REQUIRED WORK - The answer must be a single number: how many lines in the entries below contain the word "Clone".

____________________

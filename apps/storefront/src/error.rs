//! # API Error Type
//!
//! Unified error type for storefront routes.
//!
//! ## Error Handling Strategy
//! ```text
//! ┌─────────────────────────────────────────────────────────────────────────┐
//! │                    Error Flow in Atelier                                │
//! │                                                                         │
//! │  Frontend                    Rust Backend                               │
//! │  ────────                    ────────────                               │
//! │                                                                         │
//! │  POST /cart/{s}/promo                                                  │
//! │         │                                                               │
//! │         ▼                                                               │
//! │  ┌──────────────────────────────────────────────────────────────────┐  │
//! │  │  Handler                                                         │  │
//! │  │  Result<Json<T>, ApiError>                                       │  │
//! │  │         │                                                        │  │
//! │  │         ▼                                                        │  │
//! │  │  Database Error? ─── DbError::QueryFailed("...") ──┐            │  │
//! │  │         │                                          │            │  │
//! │  │         ▼                                          ▼            │  │
//! │  │  Validation Error? ─── CoreError::Validation ──── ApiError ────►│  │
//! │  │         │                                                        │  │
//! │  │         ▼                                                        │  │
//! │  │  Success ──────────────────────────────────────────────────────►│  │
//! │  └──────────────────────────────────────────────────────────────────┘  │
//! │                                                                         │
//! │  { "code": "NOT_FOUND", "message": "Promo code not found: X" }         │
//! │  with a matching HTTP status                                           │
//! └─────────────────────────────────────────────────────────────────────────┘
//! ```

use axum::http::StatusCode;
use axum::response::{IntoResponse, Response};
use axum::Json;
use serde::Serialize;

use atelier_core::CoreError;
use atelier_db::DbError;
use atelier_payments::PaymentError;

/// API error returned from storefront routes.
///
/// ## Serialization
/// This is what the frontend receives when a request fails:
/// ```json
/// {
///   "code": "NOT_FOUND",
///   "message": "Promo code not found: SUMMER99"
/// }
/// ```
#[derive(Debug, Clone, Serialize)]
#[serde(rename_all = "camelCase")]
pub struct ApiError {
    /// Machine-readable error code for programmatic handling
    pub code: ErrorCode,

    /// Human-readable error message for display
    pub message: String,
}

/// Error codes for API responses.
#[derive(Debug, Clone, Copy, PartialEq, Eq, Serialize)]
#[serde(rename_all = "SCREAMING_SNAKE_CASE")]
pub enum ErrorCode {
    /// Resource not found (404)
    NotFound,

    /// Input validation failed (400)
    ValidationError,

    /// Database operation failed (500)
    DatabaseError,

    /// Business logic error (422)
    BusinessLogic,

    /// Internal server error (500)
    Internal,

    /// Payment processing error (502)
    PaymentError,

    /// A checkout for this session is already in flight (409)
    CheckoutInFlight,
}

impl ApiError {
    /// Creates a new API error.
    pub fn new(code: ErrorCode, message: impl Into<String>) -> Self {
        ApiError {
            code,
            message: message.into(),
        }
    }

    /// Creates a not found error.
    pub fn not_found(resource: &str, id: &str) -> Self {
        ApiError::new(
            ErrorCode::NotFound,
            format!("{} not found: {}", resource, id),
        )
    }

    /// Creates a validation error.
    pub fn validation(message: impl Into<String>) -> Self {
        ApiError::new(ErrorCode::ValidationError, message)
    }

    /// Creates an internal error.
    pub fn internal(message: impl Into<String>) -> Self {
        ApiError::new(ErrorCode::Internal, message)
    }

    /// Creates a checkout-in-flight error.
    pub fn checkout_in_flight() -> Self {
        ApiError::new(
            ErrorCode::CheckoutInFlight,
            "A checkout for this session is already in progress",
        )
    }

    /// HTTP status for this error.
    pub fn status(&self) -> StatusCode {
        match self.code {
            ErrorCode::NotFound => StatusCode::NOT_FOUND,
            ErrorCode::ValidationError => StatusCode::BAD_REQUEST,
            ErrorCode::BusinessLogic => StatusCode::UNPROCESSABLE_ENTITY,
            ErrorCode::CheckoutInFlight => StatusCode::CONFLICT,
            ErrorCode::PaymentError => StatusCode::BAD_GATEWAY,
            ErrorCode::DatabaseError | ErrorCode::Internal => StatusCode::INTERNAL_SERVER_ERROR,
        }
    }
}

impl IntoResponse for ApiError {
    fn into_response(self) -> Response {
        (self.status(), Json(self)).into_response()
    }
}

/// Converts database errors to API errors.
impl From<DbError> for ApiError {
    fn from(err: DbError) -> Self {
        match err {
            DbError::NotFound { entity, id } => ApiError::not_found(&entity, &id),
            DbError::UniqueViolation { field, value } => ApiError::new(
                ErrorCode::ValidationError,
                format!("{} '{}' already exists", field, value),
            ),
            DbError::ConnectionFailed(_) => {
                ApiError::new(ErrorCode::DatabaseError, "Database connection failed")
            }
            DbError::MigrationFailed(_) => {
                ApiError::new(ErrorCode::DatabaseError, "Database migration failed")
            }
            DbError::QueryFailed(e) => {
                // Log the actual error but return a generic message
                tracing::error!("Database query failed: {}", e);
                ApiError::new(ErrorCode::DatabaseError, "Database operation failed")
            }
            DbError::Serialization(e) => {
                tracing::error!("Stored payload corrupt: {}", e);
                ApiError::new(ErrorCode::DatabaseError, "Stored data is corrupt")
            }
            DbError::PoolExhausted => {
                ApiError::new(ErrorCode::DatabaseError, "Database pool exhausted")
            }
            DbError::Internal(e) => {
                tracing::error!("Internal database error: {}", e);
                ApiError::new(ErrorCode::DatabaseError, "Database operation failed")
            }
        }
    }
}

/// Converts core errors to API errors.
impl From<CoreError> for ApiError {
    fn from(err: CoreError) -> Self {
        match err {
            CoreError::EmptyCart | CoreError::ZeroSubtotal => {
                ApiError::new(ErrorCode::BusinessLogic, err.to_string())
            }
            CoreError::InvalidUnitPrice { .. } => {
                ApiError::new(ErrorCode::ValidationError, err.to_string())
            }
            CoreError::Validation(e) => ApiError::validation(e.to_string()),
        }
    }
}

/// Converts payment errors to API errors.
///
/// Payment failures are surfaced verbatim: the message the processor
/// (or its configuration check) produced is what the customer-facing
/// notification shows.
impl From<PaymentError> for ApiError {
    fn from(err: PaymentError) -> Self {
        ApiError::new(ErrorCode::PaymentError, err.to_string())
    }
}

impl std::fmt::Display for ApiError {
    fn fmt(&self, f: &mut std::fmt::Formatter<'_>) -> std::fmt::Result {
        write!(f, "[{:?}] {}", self.code, self.message)
    }
}

impl std::error::Error for ApiError {}

#[cfg(test)]
mod tests {
    use super::*;

    #[test]
    fn test_status_mapping() {
        assert_eq!(
            ApiError::not_found("Promo code", "X").status(),
            StatusCode::NOT_FOUND
        );
        assert_eq!(
            ApiError::validation("bad").status(),
            StatusCode::BAD_REQUEST
        );
        assert_eq!(
            ApiError::checkout_in_flight().status(),
            StatusCode::CONFLICT
        );
        assert_eq!(
            ApiError::from(PaymentError::Config("no key".into())).status(),
            StatusCode::BAD_GATEWAY
        );
    }

    #[test]
    fn test_core_error_mapping() {
        let err = ApiError::from(CoreError::EmptyCart);
        assert_eq!(err.code, ErrorCode::BusinessLogic);
        assert_eq!(err.message, "Cannot check out an empty cart");
    }
}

____________________

TASK SOLUTION - 2